Karena menemani, saya harus ikut. Bila menuruti kata hati, pengennya tinggal di rumah. Waktu membayangkan berpanas-panasan naik angkotnya, maunya tiduran di kamar sambil mendengarkan Il Divo. Saat merasakan capenya antri, bangku yang ada di teras rumah yang terbayang di kepala. Sebentar, sebentar. Ini apa sih maksudnya? Kok nggak jelas gitu. Kalau anak-anak BEC suka bilang, ”Eddy Sud Rahmat Kartolo. Maksud loh?”
Gedung BS ada di dekat tugu kujang yang menjadi landmark-nya Bogor, juga dekat terminal bis Baranangsiang. Proses pembangunannya yang sempat kontroversial justru menjadikan publikasi gratis bagi BS sendiri. Demo yang dulu dilakukan mahasiswa IPB dan komponen masyarakat lainnya untuk menentang pendirian mal tersebut karena didirikan di lahannya dunia pendidikan tidak mempengaruhi keputusan rektornya. Alasan mengkomersialkan kampus juga tidak dianggap suatu hal yang perlu didengar. Sang rektor tetap keukeuh memberikan lahannya untuk investor. Sekali lagi, uang lebih keras bicaranya daripada ribuan warga Bogor yang melakukan demo. Kalau anda baca bukunya Henry Ford ’The International Jew’, seperti pendirian mal itulah yang merupakan contoh konsep Zionis meninabobokan musuhnya ke dalam kubangan hedonisme. Kaun Yahudi, meskipun minoritas, merupakan penguasa mayoritas terhadap uang yang beredar di seluruh dunia. Dengan menggunakan kekuatan uangnyalah dia bisa mengatur jalannya kehidupan seperti yang diinginkan, bahkan untuk kehidupan sebuah negara. Contoh gampang saja tentang Amerika Serikat. Siapa yang ada di balik segala keputusan yang dikeluarkan oleh Gedung Putih?

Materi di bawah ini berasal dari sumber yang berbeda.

use chrono::{DateTime, FixedOffset, NaiveDate};
use serde::Serialize;

use super::{FailureKind, StageError};

/// Immutable record of one environment invocation, written to the audit table
#[derive(Debug, Clone, PartialEq)]
pub struct RunRecord {
    pub job_name: String,
    pub environment: String,
    pub run_date: NaiveDate,
    pub start: DateTime<FixedOffset>,
    pub end: DateTime<FixedOffset>,
    pub success: bool,
    pub log_text: String,
}

impl RunRecord {
    pub fn status_label(&self) -> &'static str {
        if self.success { "Success" } else { "Fail" }
    }
}

#[derive(Debug, Clone, PartialEq, Serialize)]
#[serde(tag = "status", rename_all = "snake_case")]
pub enum RunStatus {
    Loaded { units: usize, rows: u64 },
    NoNewData,
    Failed {
        #[serde(serialize_with = "serialize_kind")]
        kind: FailureKind,
        unit: Option<String>,
    },
}

fn serialize_kind<S: serde::Serializer>(kind: &FailureKind, s: S) -> Result<S::Ok, S::Error> {
    s.collect_str(kind)
}

/// What the caller of a run gets back; failures never escape as errors
#[derive(Debug, Clone, PartialEq, Serialize)]
pub struct RunOutcome {
    pub success: bool,
    pub status: RunStatus,
    pub message: String,
}

impl RunOutcome {
    pub fn loaded(units: usize, rows: u64) -> Self {
        Self {
            success: true,
            status: RunStatus::Loaded { units, rows },
            message: format!("Loaded {rows} rows across {units} units"),
        }
    }

    pub fn no_new_data<S: Into<String>>(message: S) -> Self {
        Self {
            success: true,
            status: RunStatus::NoNewData,
            message: message.into(),
        }
    }

    pub fn failed(error: &StageError, unit: Option<String>) -> Self {
        Self {
            success: false,
            status: RunStatus::Failed {
                kind: error.kind,
                unit,
            },
            message: error.to_string(),
        }
    }

    pub fn failure_kind(&self) -> Option<FailureKind> {
        match &self.status {
            RunStatus::Failed { kind, .. } => Some(*kind),
            _ => None,
        }
    }
}
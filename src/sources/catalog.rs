//! Source catalog: configured sources wired to their stage implementations

use std::collections::BTreeMap;
use std::path::PathBuf;
use std::sync::Arc;
use tracing::debug;

use super::scrape::{BrowserFactory, StaticPageFactory};
use super::{ApiExtractor, ExtractConfig, FileExtractor, NoExtract, ScrapeExtractor, http_client};
use crate::config::{Config, FlowTableConfig, SourceConfig};
use crate::errors::AppResult;
use crate::load::{FlowReportingLoader, TableStagingLoader};
use crate::pipeline::units::UnitPlan;
use crate::pipeline::{Extractor, ReportingLoader, StagingLoader, Transformer, Validator};
use crate::transform::StepTransformer;
use crate::validate::RuleValidator;

/// One runnable source: identity, unit plan and one implementation per stage
pub struct Source {
    pub name: String,
    pub display_name: String,
    pub job_name: String,
    pub units: UnitPlan,
    /// Staging table read for the date watermark
    pub watermark_table: Option<String>,
    /// Upload directory for file sources
    pub uploads: Option<PathBuf>,
    pub extractor: Box<dyn Extractor>,
    pub validator: Box<dyn Validator>,
    pub transformer: Box<dyn Transformer>,
    pub staging: Option<Box<dyn StagingLoader>>,
    pub reporting: Box<dyn ReportingLoader>,
}

impl Source {
    pub fn builder(name: &str) -> SourceBuilder {
        SourceBuilder::new(name)
    }

    pub fn is_file_source(&self) -> bool {
        matches!(self.units, UnitPlan::File)
    }
}

impl std::fmt::Debug for Source {
    fn fmt(&self, f: &mut std::fmt::Formatter<'_>) -> std::fmt::Result {
        f.debug_struct("Source")
            .field("name", &self.name)
            .field("display_name", &self.display_name)
            .field("job_name", &self.job_name)
            .field("units", &self.units)
            .field("watermark_table", &self.watermark_table)
            .field("has_staging", &self.staging.is_some())
            .finish()
    }
}

pub struct SourceBuilder {
    name: String,
    display_name: Option<String>,
    job_name: Option<String>,
    units: UnitPlan,
    watermark_table: Option<String>,
    uploads: Option<PathBuf>,
    extractor: Option<Box<dyn Extractor>>,
    validator: Option<Box<dyn Validator>>,
    transformer: Option<Box<dyn Transformer>>,
    staging: Option<Box<dyn StagingLoader>>,
    reporting: Option<Box<dyn ReportingLoader>>,
}

impl SourceBuilder {
    fn new(name: &str) -> Self {
        Self {
            name: name.to_string(),
            display_name: None,
            job_name: None,
            units: UnitPlan::default(),
            watermark_table: None,
            uploads: None,
            extractor: None,
            validator: None,
            transformer: None,
            staging: None,
            reporting: None,
        }
    }

    pub fn display_name(mut self, name: &str) -> Self {
        self.display_name = Some(name.to_string());
        self
    }

    pub fn job_name(mut self, name: &str) -> Self {
        self.job_name = Some(name.to_string());
        self
    }

    pub fn units(mut self, units: UnitPlan) -> Self {
        self.units = units;
        self
    }

    pub fn watermark_table(mut self, table: &str) -> Self {
        self.watermark_table = Some(table.to_string());
        self
    }

    pub fn uploads(mut self, dir: PathBuf) -> Self {
        self.uploads = Some(dir);
        self
    }

    pub fn extractor(mut self, extractor: impl Extractor + 'static) -> Self {
        self.extractor = Some(Box::new(extractor));
        self
    }

    pub fn validator(mut self, validator: impl Validator + 'static) -> Self {
        self.validator = Some(Box::new(validator));
        self
    }

    pub fn transformer(mut self, transformer: impl Transformer + 'static) -> Self {
        self.transformer = Some(Box::new(transformer));
        self
    }

    pub fn staging_loader(mut self, loader: impl StagingLoader + 'static) -> Self {
        self.staging = Some(Box::new(loader));
        self
    }

    pub fn reporting_loader(mut self, loader: impl ReportingLoader + 'static) -> Self {
        self.reporting = Some(Box::new(loader));
        self
    }

    pub fn build(self) -> Source {
        Source {
            display_name: self.display_name.unwrap_or_else(|| self.name.clone()),
            job_name: self.job_name.unwrap_or_else(|| self.name.clone()),
            name: self.name,
            units: self.units,
            watermark_table: self.watermark_table,
            uploads: self.uploads,
            extractor: self.extractor.unwrap_or_else(|| Box::new(NoExtract)),
            validator: self
                .validator
                .unwrap_or_else(|| Box::new(RuleValidator::new(Vec::new()))),
            transformer: self
                .transformer
                .unwrap_or_else(|| Box::new(StepTransformer::new(Vec::new()))),
            staging: self.staging,
            reporting: self.reporting.unwrap_or_else(|| {
                Box::new(FlowReportingLoader::new(Vec::new(), FlowTableConfig::default()))
            }),
        }
    }
}

/// All configured sources, keyed by catalog name
#[derive(Debug, Default)]
pub struct SourceCatalog {
    sources: BTreeMap<String, Source>,
}

impl SourceCatalog {
    /// Build every `[sources.*]` entry; scrape sources use plain HTTP page fetches
    pub fn from_config(config: &Config) -> AppResult<Self> {
        let client = http_client(&config.http)?;
        let browser: Arc<dyn BrowserFactory> = Arc::new(StaticPageFactory::new(client));
        Self::with_browser(config, browser)
    }

    /// Build every `[sources.*]` entry with a caller-supplied browser for scrape sources
    pub fn with_browser(config: &Config, browser: Arc<dyn BrowserFactory>) -> AppResult<Self> {
        let client = http_client(&config.http)?;
        let mut sources = BTreeMap::new();
        for (name, entry) in &config.sources {
            let source = build_source(name, entry, config, &client, &browser);
            debug!(
                "Registered source {} ({} extractor, {:?} units)",
                name,
                entry.extract.kind(),
                source.units
            );
            sources.insert(name.clone(), source);
        }
        Ok(Self { sources })
    }

    pub fn get(&self, name: &str) -> Option<&Source> {
        self.sources.get(name)
    }

    pub fn names(&self) -> impl Iterator<Item = &str> {
        self.sources.keys().map(String::as_str)
    }

    pub fn iter(&self) -> impl Iterator<Item = &Source> {
        self.sources.values()
    }

    pub fn len(&self) -> usize {
        self.sources.len()
    }

    pub fn is_empty(&self) -> bool {
        self.sources.is_empty()
    }
}

fn build_source(
    name: &str,
    entry: &SourceConfig,
    config: &Config,
    client: &reqwest::Client,
    browser: &Arc<dyn BrowserFactory>,
) -> Source {
    let mut builder = Source::builder(name)
        .display_name(entry.display_name(name))
        .job_name(entry.job_name(name))
        .units(entry.units.clone())
        .validator(RuleValidator::new(entry.validate.clone()))
        .transformer(StepTransformer::new(entry.transform.clone()))
        .reporting_loader(FlowReportingLoader::new(
            entry.reporting.clone(),
            config.control.flow.clone(),
        ));

    builder = match &entry.extract {
        ExtractConfig::None => builder,
        ExtractConfig::Api(api) => builder.extractor(ApiExtractor::new(api.clone(), client.clone())),
        ExtractConfig::Scrape(scrape) => {
            builder.extractor(ScrapeExtractor::new(scrape.clone(), browser.clone()))
        }
        ExtractConfig::File(file) => builder.extractor(FileExtractor::new(file.clone())),
    };

    if let Some(staging) = &entry.staging {
        builder = builder
            .watermark_table(&staging.table)
            .staging_loader(TableStagingLoader::new(
                staging.clone(),
                config.staging.max_bind_params,
            ));
    }
    if let Some(dir) = &entry.uploads {
        builder = builder.uploads(dir.clone());
    }
    builder.build()
}
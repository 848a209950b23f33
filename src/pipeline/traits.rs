//! Stage traits
//!
//! A source is a bundle of one implementation per stage; the runner drives
//! them strictly in sequence for each unit of work.

use async_trait::async_trait;

use super::{RunContext, RunRecord, StageError, StageResult, WorkUnit};
use crate::database::Database;
use crate::dataset::RecordSet;
use crate::errors::AppResult;
use crate::load::FlowScope;

#[async_trait]
pub trait Extractor: Send + Sync {
    /// Fetch the raw batch for one unit; `NoData` skips the unit
    async fn extract(&self, ctx: &RunContext<'_>, unit: &WorkUnit) -> StageResult<RecordSet>;
}

#[async_trait]
pub trait Validator: Send + Sync {
    async fn validate(&self, ctx: &RunContext<'_>, set: &RecordSet) -> Result<(), StageError>;
}

#[async_trait]
pub trait Transformer: Send + Sync {
    async fn transform(&self, ctx: &RunContext<'_>, set: RecordSet) -> Result<RecordSet, StageError>;
}

#[async_trait]
pub trait StagingLoader: Send + Sync {
    /// Write the batch in one committed transaction; returns rows written
    async fn load_staging(&self, ctx: &RunContext<'_>, set: &RecordSet) -> Result<u64, StageError>;
}

#[async_trait]
pub trait ReportingLoader: Send + Sync {
    /// Run the flow statements registered for `scope`; returns statements executed
    async fn load_reporting(
        &self,
        ctx: &RunContext<'_>,
        scope: FlowScope,
        unit: Option<&WorkUnit>,
    ) -> Result<usize, StageError>;
}

#[async_trait]
pub trait JobStatusRecorder: Send + Sync {
    async fn record(&self, db: &Database, record: &RunRecord) -> AppResult<()>;
}

/// Opens a fresh connection handle for one environment invocation
#[async_trait]
pub trait ConnectionProvider: Send + Sync {
    async fn connect(&self, environment: &str) -> AppResult<Database>;
}
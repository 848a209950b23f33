//! Upload-status table updates for user-uploaded files

use sea_orm::{ConnectionTrait, Statement};

use super::Database;
use super::sql::{Binder, quote_identifier, quote_table};
use crate::config::UploadStatusTableConfig;
use crate::dataset::Value;
use crate::errors::AppResult;

pub struct UploadStatusRepository<'a> {
    db: &'a Database,
    table: &'a UploadStatusTableConfig,
}

impl<'a> UploadStatusRepository<'a> {
    pub fn new(db: &'a Database, table: &'a UploadStatusTableConfig) -> Self {
        Self { db, table }
    }

    /// Set status and remarks for the row of `server_file`; returns rows updated
    pub async fn update(&self, server_file: &str, success: bool, remarks: &str) -> AppResult<u64> {
        let backend = self.db.backend();
        let mut binder = Binder::new(backend);
        let status = binder.bind(&Value::from(if success { "Success" } else { "Fail" }));
        let remarks = binder.bind(&Value::from(remarks));
        let file = binder.bind(&Value::from(server_file));

        let sql = format!(
            "UPDATE {} SET {} = {status}, {} = {remarks} WHERE {} = {file}",
            quote_table(backend, &self.table.table)?,
            quote_identifier(backend, &self.table.status_column)?,
            quote_identifier(backend, &self.table.remarks_column)?,
            quote_identifier(backend, &self.table.file_column)?,
        );
        let result = self
            .db
            .connection()
            .execute(Statement::from_sql_and_values(backend, sql, binder.into_values()))
            .await?;
        Ok(result.rows_affected())
    }
}
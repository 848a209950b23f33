use chrono::NaiveDate;
use std::path::{Path, PathBuf};

use super::RunLog;
use crate::database::Database;
use crate::transform::ReferenceData;

/// One independently committed slice of a run: a date, a month, an uploaded file
#[derive(Debug, Clone, PartialEq, Eq)]
pub struct WorkUnit {
    pub label: String,
    pub date: Option<NaiveDate>,
    pub file: Option<PathBuf>,
}

impl WorkUnit {
    pub fn for_date(label: String, date: NaiveDate) -> Self {
        Self {
            label,
            date: Some(date),
            file: None,
        }
    }

    pub fn for_file(path: &Path, run_date: NaiveDate) -> Self {
        let label = path
            .file_name()
            .map(|n| n.to_string_lossy().into_owned())
            .unwrap_or_else(|| path.display().to_string());
        Self {
            label,
            date: Some(run_date),
            file: Some(path.to_path_buf()),
        }
    }
}

/// Everything a stage may touch during one environment invocation
pub struct RunContext<'a> {
    pub source: &'a str,
    pub environment: &'a str,
    pub run_date: NaiveDate,
    pub db: &'a Database,
    pub log: &'a RunLog,
    pub reference: &'a dyn ReferenceData,
}
//! Unit-of-work planning
//!
//! Date-driven sources resume from the staging table's watermark: every
//! day (or month) after the last loaded one, up to today minus a lag. Units
//! are returned in ascending order and an empty plan means nothing is due.

use chrono::{Days, Months, NaiveDate};
use serde::{Deserialize, Serialize};
use std::path::Path;

use super::{StageError, WorkUnit};
use crate::utils::time::{Granularity, first_of_month};

#[derive(Debug, Clone, Default, PartialEq, Serialize, Deserialize)]
#[serde(tag = "kind", rename_all = "snake_case")]
pub enum UnitPlan {
    /// One unit for the run date
    #[default]
    Single,
    Daily {
        watermark_column: String,
        /// Days behind today that are still unpublished (default 1)
        #[serde(default)]
        lag: Option<u32>,
        /// First date to load while the staging table is empty
        #[serde(default)]
        start_date: Option<NaiveDate>,
    },
    Monthly {
        watermark_column: String,
        /// Months behind the current one that are still unpublished (default 1)
        #[serde(default)]
        lag: Option<u32>,
        #[serde(default)]
        start_date: Option<NaiveDate>,
    },
    /// One unit for an uploaded file
    File,
}

const DEFAULT_LAG: u32 = 1;

impl UnitPlan {
    pub fn watermark_column(&self) -> Option<&str> {
        match self {
            Self::Daily {
                watermark_column, ..
            }
            | Self::Monthly {
                watermark_column, ..
            } => Some(watermark_column),
            _ => None,
        }
    }

    /// Units due on `today`, given the last loaded date
    pub fn plan(
        &self,
        watermark: Option<NaiveDate>,
        today: NaiveDate,
        file: Option<&Path>,
    ) -> Result<Vec<WorkUnit>, StageError> {
        match self {
            Self::Single => Ok(vec![WorkUnit::for_date(
                today.format("%Y-%m-%d").to_string(),
                today,
            )]),
            Self::File => {
                let file = file.ok_or_else(|| {
                    StageError::extraction("file-driven source run without an uploaded file")
                })?;
                Ok(vec![WorkUnit::for_file(file, today)])
            }
            Self::Daily {
                lag, start_date, ..
            } => {
                let from = resume_from(watermark, *start_date, Granularity::Daily)?;
                let to = today
                    .checked_sub_days(Days::new(u64::from(lag.unwrap_or(DEFAULT_LAG))))
                    .unwrap_or(NaiveDate::MIN);
                Ok(date_range(from, to, Granularity::Daily))
            }
            Self::Monthly {
                lag, start_date, ..
            } => {
                let from = resume_from(watermark, *start_date, Granularity::Monthly)?;
                let to = first_of_month(today)
                    .checked_sub_months(Months::new(lag.unwrap_or(DEFAULT_LAG)))
                    .unwrap_or(NaiveDate::MIN);
                Ok(date_range(from, to, Granularity::Monthly))
            }
        }
    }
}

fn resume_from(
    watermark: Option<NaiveDate>,
    start_date: Option<NaiveDate>,
    granularity: Granularity,
) -> Result<NaiveDate, StageError> {
    match (watermark, start_date) {
        (Some(last), _) => Ok(granularity.next(last)),
        (None, Some(start)) => Ok(granularity.align(start)),
        (None, None) => Err(StageError::extraction(
            "staging table is empty and no start_date is configured",
        )),
    }
}

fn date_range(from: NaiveDate, to: NaiveDate, granularity: Granularity) -> Vec<WorkUnit> {
    let mut units = Vec::new();
    let mut cursor = from;
    while cursor <= to {
        let label = match granularity {
            Granularity::Daily => cursor.format("%Y-%m-%d").to_string(),
            Granularity::Monthly => cursor.format("%Y-%m").to_string(),
        };
        units.push(WorkUnit::for_date(label, cursor));
        let next = granularity.next(cursor);
        if next <= cursor {
            break;
        }
        cursor = next;
    }
    units
}
//! Configurable transform steps
//!
//! A source's `transform` list is applied in order to each extracted batch.
//! Steps are pure functions of the record set and a [`ReferenceSnapshot`]
//! loaded once per batch; any failing step fails the whole batch.

use async_trait::async_trait;
use chrono::NaiveDate;
use serde::{Deserialize, Serialize};
use std::collections::BTreeMap;

use crate::dataset::{RecordSet, Value};
use crate::pipeline::{RunContext, StageError, Transformer};
use crate::utils::time::Granularity;

pub mod reference;
mod steps;

pub use reference::{NoReferenceData, ReferenceData, ReferenceSnapshot, SynonymEntry};
pub use steps::normalize_column_name;

#[derive(Debug, Clone, PartialEq, Serialize, Deserialize)]
#[serde(tag = "op", rename_all = "snake_case")]
pub enum TransformStep {
    /// Lowercase, non-letters to `_`, repeats collapsed, edges trimmed
    NormalizeColumnNames,
    Rename {
        columns: BTreeMap<String, String>,
    },
    DropColumns {
        columns: Vec<String>,
    },
    Constant {
        column: String,
        value: Value,
    },
    BlankToNull,
    ParseDate {
        column: String,
        /// chrono format string; loose ISO/compact parsing when absent
        #[serde(default)]
        format: Option<String>,
    },
    ForwardFill {
        column: String,
    },
    DropNulls {
        columns: Vec<String>,
    },
    Melt {
        id_columns: Vec<String>,
        #[serde(default)]
        value_columns: Vec<String>,
        variable_column: String,
        value_column: String,
    },
    StackHeaderLevel {
        #[serde(default = "default_separator")]
        separator: String,
        level_column: String,
    },
    Arithmetic {
        column: String,
        left: Operand,
        operator: ArithmeticOp,
        right: Operand,
    },
    FillDateSpine {
        date_column: String,
        granularity: Granularity,
        /// Extend the spine up to the run date instead of the last row
        #[serde(default)]
        through_run_date: bool,
    },
    ConvertCurrency {
        amount_column: String,
        date_column: String,
        currency: String,
        /// Defaults to overwriting `amount_column`
        #[serde(default)]
        output_column: Option<String>,
    },
    Standardize {
        column: String,
        lookup: String,
        #[serde(default)]
        when: Option<Condition>,
        #[serde(default)]
        uppercase: bool,
    },
    RequestDate {
        column: String,
    },
}

fn default_separator() -> String {
    crate::config::DEFAULT_HEADER_SEPARATOR.to_string()
}

/// Column name or numeric literal
#[derive(Debug, Clone, PartialEq, Serialize, Deserialize)]
#[serde(untagged)]
pub enum Operand {
    Literal(f64),
    Column(String),
}

#[derive(Debug, Clone, Copy, PartialEq, Eq, Serialize, Deserialize)]
#[serde(rename_all = "snake_case")]
pub enum ArithmeticOp {
    #[serde(alias = "+")]
    Add,
    #[serde(alias = "-")]
    Subtract,
    #[serde(alias = "*")]
    Multiply,
    #[serde(alias = "/")]
    Divide,
}

/// Row filter for conditional steps: `column` equals `equals` (case-insensitive)
#[derive(Debug, Clone, PartialEq, Serialize, Deserialize)]
pub struct Condition {
    pub column: String,
    pub equals: String,
}

impl TransformStep {
    pub fn name(&self) -> &'static str {
        match self {
            Self::NormalizeColumnNames => "normalize_column_names",
            Self::Rename { .. } => "rename",
            Self::DropColumns { .. } => "drop_columns",
            Self::Constant { .. } => "constant",
            Self::BlankToNull => "blank_to_null",
            Self::ParseDate { .. } => "parse_date",
            Self::ForwardFill { .. } => "forward_fill",
            Self::DropNulls { .. } => "drop_nulls",
            Self::Melt { .. } => "melt",
            Self::StackHeaderLevel { .. } => "stack_header_level",
            Self::Arithmetic { .. } => "arithmetic",
            Self::FillDateSpine { .. } => "fill_date_spine",
            Self::ConvertCurrency { .. } => "convert_currency",
            Self::Standardize { .. } => "standardize",
            Self::RequestDate { .. } => "request_date",
        }
    }

    /// Reference lookup this step reads, if any
    pub fn lookup_name(&self) -> Option<&str> {
        match self {
            Self::Standardize { lookup, .. } => Some(lookup),
            _ => None,
        }
    }

    pub fn needs_exchange_rates(&self) -> bool {
        matches!(self, Self::ConvertCurrency { .. })
    }
}

/// Apply `steps` in order; the first failing step aborts with a transform failure
pub fn apply_steps(
    mut set: RecordSet,
    steps: &[TransformStep],
    snapshot: &ReferenceSnapshot,
    run_date: NaiveDate,
) -> Result<RecordSet, StageError> {
    for (idx, step) in steps.iter().enumerate() {
        set = steps::apply(set, step, snapshot, run_date).map_err(|e| {
            StageError::transform(format!("step {} ({}): {e}", idx + 1, step.name()))
        })?;
    }
    Ok(set)
}

/// Transformer driven by a source's configured step list
pub struct StepTransformer {
    steps: Vec<TransformStep>,
}

impl StepTransformer {
    pub fn new(steps: Vec<TransformStep>) -> Self {
        Self { steps }
    }
}

#[async_trait]
impl Transformer for StepTransformer {
    async fn transform(&self, ctx: &RunContext<'_>, set: RecordSet) -> Result<RecordSet, StageError> {
        if self.steps.is_empty() {
            return Ok(set);
        }
        let snapshot = ReferenceSnapshot::load(ctx.reference, &self.steps)
            .await
            .map_err(|e| StageError::transform(format!("loading reference data: {e}")))?;
        let rows_in = set.len();
        let out = apply_steps(set, &self.steps, &snapshot, ctx.run_date)?;
        ctx.log.info(format!(
            "Applied {} transform steps ({} rows in, {} rows out)",
            self.steps.len(),
            rows_in,
            out.len()
        ));
        Ok(out)
    }
}

#[cfg(test)]
mod tests {
    use super::*;
    use crate::config::Config;
    use crate::pipeline::FailureKind;

    fn run_date() -> NaiveDate {
        NaiveDate::from_ymd_opt(2024, 3, 15).unwrap()
    }

    #[test]
    fn test_steps_deserialize_from_toml() {
        let config = Config::from_toml_str(
            r#"
[reference.lookups.states]
table = "reporting.state_lookup"
canonical_column = "StateName"
synonyms_column = "Synonyms"

[[sources.crops.transform]]
op = "normalize_column_names"

[[sources.crops.transform]]
op = "standardize"
column = "state"
lookup = "states"
uppercase = true
when = { column = "level", equals = "State" }

[[sources.crops.transform]]
op = "arithmetic"
column = "production"
left = "area"
operator = "*"
right = 1000

[[sources.crops.transform]]
op = "fill_date_spine"
date_column = "date"
granularity = "monthly"
through_run_date = true
"#,
        )
        .unwrap();
        let steps = &config.sources["crops"].transform;
        assert_eq!(steps.len(), 4);
        assert_eq!(steps[0], TransformStep::NormalizeColumnNames);
        assert_eq!(steps[1].lookup_name(), Some("states"));
        assert_eq!(
            steps[2],
            TransformStep::Arithmetic {
                column: "production".to_string(),
                left: Operand::Column("area".to_string()),
                operator: ArithmeticOp::Multiply,
                right: Operand::Literal(1000.0),
            }
        );
        assert!(matches!(
            steps[3],
            TransformStep::FillDateSpine {
                granularity: Granularity::Monthly,
                through_run_date: true,
                ..
            }
        ));
    }

    #[test]
    fn test_failing_step_names_position_and_kind() {
        let set = RecordSet::from_rows(["a"], vec![vec![Value::Integer(1)]]).unwrap();
        let steps = vec![
            TransformStep::NormalizeColumnNames,
            TransformStep::ForwardFill {
                column: "missing".to_string(),
            },
        ];
        let err = apply_steps(set, &steps, &ReferenceSnapshot::default(), run_date()).unwrap_err();
        assert_eq!(err.kind, FailureKind::Transform);
        assert!(err.message.contains("step 2 (forward_fill)"), "{}", err.message);
        assert!(err.message.contains("missing"));
    }
}
//! Serde helpers for human-readable durations in configuration.

use serde::de::{self, Visitor};
use serde::{Deserializer, Serializer};
use std::{fmt, time::Duration};

/// Duration as seconds (number) or a humantime string such as `30s` or `1m30s`
pub mod duration {
    use super::*;

    pub fn serialize<S>(duration: &Duration, serializer: S) -> Result<S::Ok, S::Error>
    where
        S: Serializer,
    {
        let duration_str = humantime::format_duration(*duration).to_string();
        serializer.serialize_str(&duration_str)
    }

    pub fn deserialize<'de, D>(deserializer: D) -> Result<Duration, D::Error>
    where
        D: Deserializer<'de>,
    {
        struct DurationVisitor;

        impl<'de> Visitor<'de> for DurationVisitor {
            type Value = Duration;

            fn expecting(&self, formatter: &mut fmt::Formatter) -> fmt::Result {
                formatter.write_str("a duration as seconds (number) or human-readable string (e.g. '30s', '2m')")
            }

            fn visit_u64<E>(self, seconds: u64) -> Result<Self::Value, E>
            where
                E: de::Error,
            {
                Ok(Duration::from_secs(seconds))
            }

            fn visit_i64<E>(self, seconds: i64) -> Result<Self::Value, E>
            where
                E: de::Error,
            {
                u64::try_from(seconds)
                    .map(Duration::from_secs)
                    .map_err(|_| de::Error::custom(format!("Negative duration: {seconds}")))
            }

            fn visit_str<E>(self, value: &str) -> Result<Self::Value, E>
            where
                E: de::Error,
            {
                humantime::parse_duration(value)
                    .map_err(|e| de::Error::custom(format!("Invalid duration '{value}': {e}")))
            }
        }

        deserializer.deserialize_any(DurationVisitor)
    }
}

#[cfg(test)]
mod tests {
    use serde::{Deserialize, Serialize};
    use std::time::Duration;

    #[derive(Debug, Serialize, Deserialize, PartialEq)]
    struct Timeouts {
        #[serde(with = "super::duration")]
        connect: Duration,
    }

    #[test]
    fn test_parse_human_and_numeric() {
        let parsed: Timeouts = toml::from_str("connect = \"1m30s\"").unwrap();
        assert_eq!(parsed.connect, Duration::from_secs(90));

        let parsed: Timeouts = toml::from_str("connect = 15").unwrap();
        assert_eq!(parsed.connect, Duration::from_secs(15));
    }

    #[test]
    fn test_invalid_duration_rejected() {
        let parsed: Result<Timeouts, _> = toml::from_str("connect = \"soon\"");
        assert!(parsed.is_err());
    }

    #[test]
    fn test_serializes_human_readable() {
        let out = toml::to_string(&Timeouts {
            connect: Duration::from_secs(120),
        })
        .unwrap();
        assert_eq!(out.trim(), "connect = \"2m\"");
    }
}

Saya ternyata sudah ada di dalam BS. Rupanya Zionis dan kelakuannya tadi merupakan lamunan yang lewat di benak saya. Tujuan utamanya adalah jalan-jalan. Jadi, ketika masuk ke Giant yang dibeli tidak seberapa. Sebelum ke tempat tersebut saya bertiga menikmati makan siang dulu di A&W. Ada dan hanya satu yang merupakan favorit saya di restoran fastfood tersebut, root beer float. Minuman tersebut mempunyai kenangan ketika saya tinggal pertama kalinya di Jakarta tahun 1992. Sudah bisa dipastikan minuman itu yang selalu saya beli bila mampir di A&W di manapun berada.